To do: Go through the records and report each line holding the string "OpenOptions".

----------------------------------------

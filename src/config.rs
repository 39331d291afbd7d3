// Configuration module for reading Agent.toml
// This module provides OOP-style configuration management for the snake agents

use serde::Deserialize;
use std::fs;
use std::path::Path;

use crate::agents::AgentKind;
use crate::types::Bounds;

/// Main configuration structure containing all tunable parameters
#[derive(Debug, Deserialize, Clone)]
pub struct Config {
    pub grid: GridConfig,
    pub planning: PlanningConfig,
    pub rollout: RolloutConfig,
    pub simulation: SimulationConfig,
    pub debug: DebugConfig,
}

/// Playable area and starting snake
#[derive(Debug, Deserialize, Clone)]
pub struct GridConfig {
    pub width: i32,
    pub height: i32,
    pub step: i32,
    pub initial_length: usize,
}

impl GridConfig {
    /// Bounds of the playable area in grid units
    pub fn bounds(&self) -> Bounds {
        Bounds {
            width: self.width,
            height: self.height,
            step: self.step,
        }
    }
}

/// Best-first planner constants
#[derive(Debug, Deserialize, Clone)]
pub struct PlanningConfig {
    pub max_expansions: usize,
    pub depth: usize,
    pub verbose_expansion_threshold: usize,
}

/// Monte-Carlo rollout constants
#[derive(Debug, Deserialize, Clone)]
pub struct RolloutConfig {
    pub trials: usize,
    pub max_steps: usize,
    pub death_score: i64,
    pub food_score: i64,
    pub distance_base: i64,
}

/// Batch simulation constants
#[derive(Debug, Deserialize, Clone)]
pub struct SimulationConfig {
    pub agent: AgentKind,
    pub games: usize,
    pub max_ticks: u32,
    pub seed: Option<u64>,
}

/// Debug configuration
#[derive(Debug, Deserialize, Clone)]
pub struct DebugConfig {
    pub enabled: bool,
    pub log_file_path: String,
}

impl Config {
    /// Loads configuration from a TOML file
    ///
    /// # Arguments
    /// * `path` - Path to the Agent.toml configuration file
    ///
    /// # Returns
    /// * `Result<Config, String>` - Parsed configuration or error message
    pub fn from_file<P: AsRef<Path>>(path: P) -> Result<Self, String> {
        let contents = fs::read_to_string(path.as_ref())
            .map_err(|e| format!("Failed to read config file: {}", e))?;

        toml::from_str(&contents).map_err(|e| format!("Failed to parse config file: {}", e))
    }

    /// Loads default configuration from Agent.toml in the project root
    pub fn load_default() -> Result<Self, String> {
        Self::from_file("Agent.toml")
    }

    /// Creates a configuration with hardcoded default values as fallback
    /// This should match the constants defined in Agent.toml
    pub fn default_hardcoded() -> Self {
        Config {
            grid: GridConfig {
                width: 300,
                height: 300,
                step: 10,
                initial_length: 3,
            },
            planning: PlanningConfig {
                max_expansions: 1000,
                depth: 5,
                verbose_expansion_threshold: 200,
            },
            rollout: RolloutConfig {
                trials: 200,
                max_steps: 20,
                death_score: -100,
                food_score: 10000,
                distance_base: 1000,
            },
            simulation: SimulationConfig {
                agent: AgentKind::Planning,
                games: 16,
                max_ticks: 2000,
                seed: None,
            },
            debug: DebugConfig {
                enabled: false,
                log_file_path: "snake_decisions.jsonl".to_string(),
            },
        }
    }

    /// Attempts to load from file, falls back to hardcoded defaults on error
    pub fn load_or_default() -> Self {
        Self::load_default().unwrap_or_else(|e| {
            log::warn!(
                "Could not load Agent.toml ({}), using hardcoded defaults",
                e
            );
            Self::default_hardcoded()
        })
    }
}

#[cfg(test)]
mod tests {
    use super::*;

    #[test]
    fn test_bounds_from_grid() {
        let config = Config::default_hardcoded();
        let bounds = config.grid.bounds();
        assert_eq!(bounds.width, 300);
        assert_eq!(bounds.height, 300);
        assert_eq!(bounds.step, 10);
    }

    #[test]
    fn test_agent_toml_can_be_parsed() {
        let result = Config::from_file("Agent.toml");
        assert!(
            result.is_ok(),
            "Failed to parse Agent.toml: {:?}",
            result.err()
        );
    }

    #[test]
    fn test_all_config_values_match_hardcoded_defaults() {
        let file_config = Config::from_file("Agent.toml").expect("Agent.toml should be parseable");
        let hardcoded = Config::default_hardcoded();

        assert_eq!(file_config.grid.width, hardcoded.grid.width);
        assert_eq!(file_config.grid.height, hardcoded.grid.height);
        assert_eq!(file_config.grid.step, hardcoded.grid.step);
        assert_eq!(file_config.grid.initial_length, hardcoded.grid.initial_length);

        assert_eq!(
            file_config.planning.max_expansions,
            hardcoded.planning.max_expansions
        );
        assert_eq!(file_config.planning.depth, hardcoded.planning.depth);

        assert_eq!(file_config.rollout.trials, hardcoded.rollout.trials);
        assert_eq!(file_config.rollout.max_steps, hardcoded.rollout.max_steps);
        assert_eq!(file_config.rollout.death_score, hardcoded.rollout.death_score);
        assert_eq!(file_config.rollout.food_score, hardcoded.rollout.food_score);
        assert_eq!(
            file_config.rollout.distance_base,
            hardcoded.rollout.distance_base
        );

        assert_eq!(file_config.simulation.agent, hardcoded.simulation.agent);
        assert_eq!(file_config.simulation.seed, hardcoded.simulation.seed);
        assert_eq!(file_config.debug.enabled, hardcoded.debug.enabled);
    }

    #[test]
    fn test_agent_kind_parses_lowercase() {
        let toml_src = r#"
            [grid]
            width = 100
            height = 80
            step = 10
            initial_length = 2

            [planning]
            max_expansions = 50
            depth = 3
            verbose_expansion_threshold = 10

            [rollout]
            trials = 5
            max_steps = 4
            death_score = -1
            food_score = 10
            distance_base = 100

            [simulation]
            agent = "rollout"
            games = 1
            max_ticks = 10
            seed = 7

            [debug]
            enabled = true
            log_file_path = "out.jsonl"
        "#;
        let config: Config = toml::from_str(toml_src).expect("inline config should parse");
        assert_eq!(config.simulation.agent, AgentKind::Rollout);
        assert_eq!(config.simulation.seed, Some(7));
        assert_eq!(config.grid.bounds().height, 80);
    }

    #[test]
    fn test_invalid_toml_returns_error() {
        let result = Config::from_file("nonexistent.toml");
        assert!(result.is_err());
    }
}
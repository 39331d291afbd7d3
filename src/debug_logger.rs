// Decision logging module
//
// Writes one JSON line per tick: the snapshot an agent saw and the action it
// pushed back. The replay engine reads these files. Write failures are logged
// and swallowed so a bad disk never stops a game.

use log::error;
use serde::{Deserialize, Serialize};
use std::fs::{File, OpenOptions};
use std::io::Write;
use std::path::Path;
use std::sync::{Arc, Mutex};

use crate::agents::AgentKind;
use crate::types::StateSnapshot;

/// Represents a single decision log entry
#[derive(Debug, Deserialize, Serialize, Clone)]
pub struct LogEntry {
    pub game: usize,
    pub tick: u32,
    pub agent: AgentKind,
    pub chosen_action: Option<String>,
    /// Seed the rollout chooser had for this decision
    #[serde(default, skip_serializing_if = "Option::is_none")]
    pub chooser_seed: Option<u64>,
    pub state: StateSnapshot,
    pub timestamp: String,
}

/// Shared decision logger
/// Uses Arc<Mutex<File>> so games running on several threads can share one file
#[derive(Clone)]
pub struct DecisionLogger {
    file: Arc<Mutex<Option<File>>>,
    enabled: bool,
}

impl DecisionLogger {
    /// Creates a new decision logger
    /// If enabled is true, initializes the log file (truncating if it exists)
    pub fn new<P: AsRef<Path>>(enabled: bool, log_file_path: P) -> Self {
        if !enabled {
            return DecisionLogger::disabled();
        }

        let path = log_file_path.as_ref();
        match OpenOptions::new()
            .create(true)
            .write(true)
            .truncate(true)
            .open(path)
        {
            Ok(file) => {
                log::info!("Decision logging enabled: {}", path.display());
                DecisionLogger {
                    file: Arc::new(Mutex::new(Some(file))),
                    enabled: true,
                }
            }
            Err(e) => {
                error!(
                    "Failed to create decision log file '{}': {}",
                    path.display(),
                    e
                );
                DecisionLogger::disabled()
            }
        }
    }

    /// Creates a disabled logger (no-op)
    pub fn disabled() -> Self {
        DecisionLogger {
            file: Arc::new(Mutex::new(None)),
            enabled: false,
        }
    }

    pub fn is_enabled(&self) -> bool {
        self.enabled
    }

    /// Appends one decision
    pub fn log_decision(
        &self,
        game: usize,
        tick: u32,
        agent: AgentKind,
        chosen_action: Option<&str>,
        chooser_seed: Option<u64>,
        state: &StateSnapshot,
    ) {
        if !self.enabled {
            return;
        }

        let entry = LogEntry {
            game,
            tick,
            agent,
            chosen_action: chosen_action.map(str::to_string),
            chooser_seed,
            state: state.clone(),
            timestamp: chrono::Utc::now().to_rfc3339(),
        };

        let json_line = match serde_json::to_string(&entry) {
            Ok(line) => line,
            Err(e) => {
                error!("Failed to serialize decision log entry: {}", e);
                return;
            }
        };

        let mut file_guard = match self.file.lock() {
            Ok(guard) => guard,
            Err(poisoned) => poisoned.into_inner(),
        };

        if let Some(file) = file_guard.as_mut() {
            if let Err(e) = writeln!(file, "{}", json_line) {
                error!("Failed to write decision log entry: {}", e);
            } else if let Err(e) = file.flush() {
                error!("Failed to flush decision log: {}", e);
            }
        }
    }
}
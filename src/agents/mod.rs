// Decision strategies and the per-tick controller that drives them
//
// Every strategy implements `Agent::best_action`, a pure function of the
// snapshot (plus injected randomness for rollouts). `Controller` adds the
// sense/act contract on top: pull a snapshot, decide, push one action.

use log::{debug, warn};
use serde::{Deserialize, Serialize};
use std::fmt;
use std::str::FromStr;

use crate::chooser::Chooser;
use crate::config::Config;
use crate::types::{ActionMap, StateSnapshot};

mod greedy;
mod planning;
mod rollout;

pub use greedy::GreedyAgent;
pub use planning::{Plan, PlanStats, PlanningAgent};
pub use rollout::{run_trial, RolloutAgent, TrialOutcome};

/// Returns the current snapshot by value
pub type StateSource = Box<dyn FnMut() -> StateSnapshot>;

/// Receives the chosen action name, or `None` when nothing could be chosen
pub type ActionSink = Box<dyn FnMut(Option<&str>)>;

/// A decision strategy
pub trait Agent {
    /// Short lowercase name used in logs
    fn name(&self) -> &'static str;

    /// Chooses an action for `state`, or `None` if there is nothing to choose
    fn best_action(&mut self, state: &StateSnapshot) -> Option<String>;
}

/// Which strategy to run
#[derive(Debug, Clone, Copy, PartialEq, Eq, Hash, Deserialize, Serialize)]
#[serde(rename_all = "lowercase")]
pub enum AgentKind {
    Greedy,
    Planning,
    Rollout,
}

impl AgentKind {
    /// Returns all strategies
    pub fn all() -> [AgentKind; 3] {
        [AgentKind::Greedy, AgentKind::Planning, AgentKind::Rollout]
    }

    pub fn as_str(&self) -> &'static str {
        match self {
            AgentKind::Greedy => "greedy",
            AgentKind::Planning => "planning",
            AgentKind::Rollout => "rollout",
        }
    }

    /// Builds the strategy; `chooser` is only consumed by rollouts
    pub fn build(
        &self,
        actions: ActionMap,
        config: &Config,
        chooser: Box<dyn Chooser>,
    ) -> Box<dyn Agent> {
        match self {
            AgentKind::Greedy => Box::new(GreedyAgent::new(actions)),
            AgentKind::Planning => {
                Box::new(PlanningAgent::new(actions, config.planning.clone()))
            }
            AgentKind::Rollout => Box::new(RolloutAgent::new(
                actions,
                config.rollout.clone(),
                chooser,
            )),
        }
    }
}

impl fmt::Display for AgentKind {
    fn fmt(&self, f: &mut fmt::Formatter<'_>) -> fmt::Result {
        f.write_str(self.as_str())
    }
}

impl FromStr for AgentKind {
    type Err = String;

    fn from_str(s: &str) -> Result<Self, Self::Err> {
        match s.to_lowercase().as_str() {
            "greedy" => Ok(AgentKind::Greedy),
            "planning" => Ok(AgentKind::Planning),
            "rollout" => Ok(AgentKind::Rollout),
            _ => Err(format!("Invalid agent: {}", s)),
        }
    }
}

/// Binds a strategy to the caller's state source and action sink
pub struct Controller {
    agent: Box<dyn Agent>,
    get_state: StateSource,
    set_action: ActionSink,
}

impl Controller {
    pub fn new(agent: Box<dyn Agent>, get_state: StateSource, set_action: ActionSink) -> Self {
        Controller {
            agent,
            get_state,
            set_action,
        }
    }

    pub fn agent_name(&self) -> &'static str {
        self.agent.name()
    }

    /// Runs one tick: exactly one `set_action` call
    pub fn sense_and_act(&mut self) {
        let state = (self.get_state)();
        let action = self.agent.best_action(&state);

        match action.as_deref() {
            Some(name) => debug!("{} chose {}", self.agent.name(), name),
            None => warn!("{} has no action for head {:?}", self.agent.name(), state.head()),
        }

        (self.set_action)(action.as_deref());
    }
}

----------------------------------------

Written solution:
use std::fs::{File, OpenOptions};
        match OpenOptions::new()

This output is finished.